### Task goal
Write the data below out again in full, exactly as shown.

Top of Supplied records

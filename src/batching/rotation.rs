//! # Batch Rotation Rule
//!
//! Whether the writable batch closes is a pure function of what the object
//! store shows about it: how many complete members it has and when the oldest
//! of them landed. Rotation is evaluated lazily on every intake call, never on
//! a timer, so a quiet batch closes only when the next submission arrives (or
//! when startup reconciliation resolves the writable batch).

use chrono::{DateTime, Duration, Utc};

use crate::config::BatchingConfig;
use crate::models::BatchMember;

#[derive(Debug, Clone, Copy, PartialEq, Eq)]
pub struct RotationPolicy {
    pub max_batch_size: usize,
    pub batch_timeout: Duration,
}

impl RotationPolicy {
    pub fn new(max_batch_size: usize, batch_timeout: Duration) -> Self {
        Self {
            max_batch_size,
            batch_timeout,
        }
    }

    pub fn from_config(config: &BatchingConfig) -> Self {
        let seconds = i64::try_from(config.batch_timeout_seconds).unwrap_or(i64::MAX);
        Self {
            max_batch_size: config.max_batch_size,
            batch_timeout: Duration::try_seconds(seconds).unwrap_or(Duration::MAX),
        }
    }
}

/// What the rotation rule looks at
#[derive(Debug, Clone, Copy, PartialEq, Eq, Default)]
pub struct BatchStats {
    pub member_count: usize,
    pub oldest_completed_at: Option<DateTime<Utc>>,
}

impl BatchStats {
    pub fn from_members(members: &[BatchMember]) -> Self {
        Self {
            member_count: members.len(),
            oldest_completed_at: members.iter().map(|m| m.completed_at).min(),
        }
    }

    pub fn age(&self, now: DateTime<Utc>) -> Option<Duration> {
        self.oldest_completed_at.map(|oldest| now - oldest)
    }
}

#[derive(Debug, Clone, Copy, PartialEq, Eq)]
pub enum RotationReason {
    SizeReached,
    TimeoutElapsed,
}

impl RotationReason {
    pub fn as_str(&self) -> &'static str {
        match self {
            RotationReason::SizeReached => "size_reached",
            RotationReason::TimeoutElapsed => "timeout_elapsed",
        }
    }
}

#[derive(Debug, Clone, Copy, PartialEq, Eq)]
pub enum RotationDecision {
    Keep,
    Rotate(RotationReason),
}

impl RotationDecision {
    pub fn should_rotate(&self) -> bool {
        matches!(self, RotationDecision::Rotate(_))
    }
}

/// Rotate once the batch holds `max_batch_size` members or its oldest member
/// is at least `batch_timeout` old. An empty batch never rotates.
pub fn decide_rotation(
    stats: &BatchStats,
    now: DateTime<Utc>,
    policy: &RotationPolicy,
) -> RotationDecision {
    if stats.member_count == 0 {
        return RotationDecision::Keep;
    }
    if stats.member_count >= policy.max_batch_size {
        return RotationDecision::Rotate(RotationReason::SizeReached);
    }
    match stats.age(now) {
        Some(age) if age >= policy.batch_timeout => {
            RotationDecision::Rotate(RotationReason::TimeoutElapsed)
        }
        _ => RotationDecision::Keep,
    }
}

#[cfg(test)]
mod tests {
    use super::*;
    use chrono::TimeZone;

    fn policy() -> RotationPolicy {
        RotationPolicy::new(2, Duration::minutes(10))
    }

    fn stats(count: usize, oldest: DateTime<Utc>) -> BatchStats {
        BatchStats {
            member_count: count,
            oldest_completed_at: Some(oldest),
        }
    }

    #[test]
    fn test_empty_batch_never_rotates() {
        let now = Utc.with_ymd_and_hms(2025, 5, 1, 8, 0, 0).unwrap();
        assert_eq!(
            decide_rotation(&BatchStats::default(), now, &policy()),
            RotationDecision::Keep
        );
    }

    #[test]
    fn test_rotates_on_size() {
        let now = Utc.with_ymd_and_hms(2025, 5, 1, 8, 0, 0).unwrap();
        assert_eq!(
            decide_rotation(&stats(2, now), now, &policy()),
            RotationDecision::Rotate(RotationReason::SizeReached)
        );
        assert_eq!(
            decide_rotation(&stats(1, now), now, &policy()),
            RotationDecision::Keep
        );
    }

    #[test]
    fn test_rotates_at_timeout_boundary() {
        let oldest = Utc.with_ymd_and_hms(2025, 5, 1, 8, 0, 0).unwrap();
        let just_before = oldest + Duration::minutes(10) - Duration::seconds(1);
        let at = oldest + Duration::minutes(10);

        assert!(!decide_rotation(&stats(1, oldest), just_before, &policy()).should_rotate());
        assert_eq!(
            decide_rotation(&stats(1, oldest), at, &policy()),
            RotationDecision::Rotate(RotationReason::TimeoutElapsed)
        );
    }

    #[test]
    fn test_stats_from_members_uses_oldest_completion() {
        let t0 = Utc.with_ymd_and_hms(2025, 5, 1, 8, 0, 0).unwrap();
        let members = vec![
            BatchMember {
                submission_id: "b".to_string(),
                completed_at: t0 + Duration::minutes(3),
            },
            BatchMember {
                submission_id: "a".to_string(),
                completed_at: t0,
            },
        ];
        let stats = BatchStats::from_members(&members);
        assert_eq!(stats.member_count, 2);
        assert_eq!(stats.oldest_completed_at, Some(t0));
        assert_eq!(stats.age(t0 + Duration::minutes(5)), Some(Duration::minutes(5)));
    }

    #[test]
    fn test_policy_from_config() {
        let policy = RotationPolicy::from_config(&BatchingConfig {
            max_batch_size: 7,
            batch_timeout_seconds: 90,
        });
        assert_eq!(policy.max_batch_size, 7);
        assert_eq!(policy.batch_timeout, Duration::seconds(90));
    }
}
//! BundleArchive: package the archived members into one transmittable bundle.

use std::sync::Arc;

use tracing::{info, warn};

use crate::error::Result;
use crate::models::{ArchiveCreationResult, Bundle, SubmissionFailureContext, SubmitRequest};
use crate::pipeline::{Action, FollowUp};
use crate::utils::Clock;

#[derive(Debug, Clone)]
pub struct BundleArchiveHandler {
    clock: Arc<dyn Clock>,
}

impl BundleArchiveHandler {
    pub fn new(clock: Arc<dyn Clock>) -> Self {
        Self { clock }
    }

    pub async fn handle(&self, result: ArchiveCreationResult) -> Result<Vec<FollowUp>> {
        if result.archives.is_empty() {
            warn!(
                batch_id = result.batch.batch_id,
                failed = result.failures.len(),
                "No member of the batch could be archived"
            );
            return Ok(vec![FollowUp::in_progress(Action::SubmissionFailure(
                SubmissionFailureContext {
                    batch: result.batch,
                    bundle_id: None,
                    failures: result.failures,
                    reason: "no member of the batch could be archived".to_string(),
                    pending_cleanup: None,
                },
            ))]);
        }

        let bundle = Bundle::assemble(result, self.clock.now());
        info!(
            batch_id = bundle.batch.batch_id,
            bundle_id = %bundle.bundle_id,
            entries = bundle.len(),
            carried_failures = bundle.carried_failures.len(),
            "📦 BUNDLE: Bundle assembled"
        );

        Ok(vec![FollowUp::in_progress(Action::SubmitBundle(
            SubmitRequest::first(bundle),
        ))])
    }
}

Bottom of Supplied records

### Solution for this problem
filename src/batching/rotation.rs
//! # Batch Rotation Rule
//!
//! Whether the writable batch closes is a pure function of what the object
//! store shows about it: how many complete members it has and when the oldest
//! of them landed. Rotation is evaluated lazily on every intake call, never on
//! a timer, so a quiet batch closes only when the next submission arrives (or
//! when startup reconciliation resolves the writable batch).

use chrono::{DateTime, Duration, Utc};

use crate::config::BatchingConfig;
use crate::models::BatchMember;

#[derive(Debug, Clone, Copy, PartialEq, Eq)]
pub struct RotationPolicy {
    pub max_batch_size: usize,
    pub batch_timeout: Duration,
}

impl RotationPolicy {
    pub fn new(max_batch_size: usize, batch_timeout: Duration) -> Self {
        Self {
            max_batch_size,
            batch_timeout,
        }
    }

    pub fn from_config(config: &BatchingConfig) -> Self {
        let seconds = i64::try_from(config.batch_timeout_seconds).unwrap_or(i64::MAX);
        Self {
            max_batch_size: config.max_batch_size,
            batch_timeout: Duration::try_seconds(seconds).unwrap_or(Duration::MAX),
        }
    }
}

/// What the rotation rule looks at
#[derive(Debug, Clone, Copy, PartialEq, Eq, Default)]
pub struct BatchStats {
    pub member_count: usize,
    pub oldest_completed_at: Option<DateTime<Utc>>,
}

impl BatchStats {
    pub fn from_members(members: &[BatchMember]) -> Self {
        Self {
            member_count: members.len(),
            oldest_completed_at: members.iter().map(|m| m.completed_at).min(),
        }
    }

    pub fn age(&self, now: DateTime<Utc>) -> Option<Duration> {
        self.oldest_completed_at.map(|oldest| now - oldest)
    }
}

#[derive(Debug, Clone, Copy, PartialEq, Eq)]
pub enum RotationReason {
    SizeReached,
    TimeoutElapsed,
}

impl RotationReason {
    pub fn as_str(&self) -> &'static str {
        match self {
            RotationReason::SizeReached => "size_reached",
            RotationReason::TimeoutElapsed => "timeout_elapsed",
        }
    }
}

#[derive(Debug, Clone, Copy, PartialEq, Eq)]
pub enum RotationDecision {
    Keep,
    Rotate(RotationReason),
}

impl RotationDecision {
    pub fn should_rotate(&self) -> bool {
        matches!(self, RotationDecision::Rotate(_))
    }
}

/// Rotate once the batch holds `max_batch_size` members or its oldest member
/// is at least `batch_timeout` old. An empty batch never rotates.
pub fn decide_rotation(
    stats: &BatchStats,
    now: DateTime<Utc>,
    policy: &RotationPolicy,
) -> RotationDecision {
    if stats.member_count == 0 {
        return RotationDecision::Keep;
    }
    if stats.member_count >= policy.max_batch_size {
        return RotationDecision::Rotate(RotationReason::SizeReached);
    }
    match stats.age(now) {
        Some(age) if age >= policy.batch_timeout => {
            RotationDecision::Rotate(RotationReason::TimeoutElapsed)
        }
        _ => RotationDecision::Keep,
    }
}

#[cfg(test)]
mod tests {
    use super::*;
    use chrono::TimeZone;

    fn policy() -> RotationPolicy {
        RotationPolicy::new(2, Duration::minutes(10))
    }

    fn stats(count: usize, oldest: DateTime<Utc>) -> BatchStats {
        BatchStats {
            member_count: count,
            oldest_completed_at: Some(oldest),
        }
    }

    #[test]
    fn test_empty_batch_never_rotates() {
        let now = Utc.with_ymd_and_hms(2025, 5, 1, 8, 0, 0).unwrap();
        assert_eq!(
            decide_rotation(&BatchStats::default(), now, &policy()),
            RotationDecision::Keep
        );
    }

    #[test]
    fn test_rotates_on_size() {
        let now = Utc.with_ymd_and_hms(2025, 5, 1, 8, 0, 0).unwrap();
        assert_eq!(
            decide_rotation(&stats(2, now), now, &policy()),
            RotationDecision::Rotate(RotationReason::SizeReached)
        );
        assert_eq!(
            decide_rotation(&stats(1, now), now, &policy()),
            RotationDecision::Keep
        );
    }

    #[test]
    fn test_rotates_at_timeout_boundary() {
        let oldest = Utc.with_ymd_and_hms(2025, 5, 1, 8, 0, 0).unwrap();
        let just_before = oldest + Duration::minutes(10) - Duration::seconds(1);
        let at = oldest + Duration::minutes(10);

        assert!(!decide_rotation(&stats(1, oldest), just_before, &policy()).should_rotate());
        assert_eq!(
            decide_rotation(&stats(1, oldest), at, &policy()),
            RotationDecision::Rotate(RotationReason::TimeoutElapsed)
        );
    }

    #[test]
    fn test_stats_from_members_uses_oldest_completion() {
        let t0 = Utc.with_ymd_and_hms(2025, 5, 1, 8, 0, 0).unwrap();
        let members = vec![
            BatchMember {
                submission_id: "b".to_string(),
                completed_at: t0 + Duration::minutes(3),
            },
            BatchMember {
                submission_id: "a".to_string(),
                completed_at: t0,
            },
        ];
        let stats = BatchStats::from_members(&members);
        assert_eq!(stats.member_count, 2);
        assert_eq!(stats.oldest_completed_at, Some(t0));
        assert_eq!(stats.age(t0 + Duration::minutes(5)), Some(Duration::minutes(5)));
    }

    #[test]
    fn test_policy_from_config() {
        let policy = RotationPolicy::from_config(&BatchingConfig {
            max_batch_size: 7,
            batch_timeout_seconds: 90,
        });
        assert_eq!(policy.max_batch_size, 7);
        assert_eq!(policy.batch_timeout, Duration::seconds(90));
    }
}
//! BundleArchive: package the archived members into one transmittable bundle.

use std::sync::Arc;

use tracing::{info, warn};

use crate::error::Result;
use crate::models::{ArchiveCreationResult, Bundle, SubmissionFailureContext, SubmitRequest};
use crate::pipeline::{Action, FollowUp};
use crate::utils::Clock;

#[derive(Debug, Clone)]
pub struct BundleArchiveHandler {
    clock: Arc<dyn Clock>,
}

impl BundleArchiveHandler {
    pub fn new(clock: Arc<dyn Clock>) -> Self {
        Self { clock }
    }

    pub async fn handle(&self, result: ArchiveCreationResult) -> Result<Vec<FollowUp>> {
        if result.archives.is_empty() {
            warn!(
                batch_id = result.batch.batch_id,
                failed = result.failures.len(),
                "No member of the batch could be archived"
            );
            return Ok(vec![FollowUp::in_progress(Action::SubmissionFailure(
                SubmissionFailureContext {
                    batch: result.batch,
                    bundle_id: None,
                    failures: result.failures,
                    reason: "no member of the batch could be archived".to_string(),
                    pending_cleanup: None,
                },
            ))]);
        }

        let bundle = Bundle::assemble(result, self.clock.now());
        info!(
            batch_id = bundle.batch.batch_id,
            bundle_id = %bundle.bundle_id,
            entries = bundle.len(),
            carried_failures = bundle.carried_failures.len(),
            "📦 BUNDLE: Bundle assembled"
        );

        Ok(vec![FollowUp::in_progress(Action::SubmitBundle(
            SubmitRequest::first(bundle),
        ))])
    }
}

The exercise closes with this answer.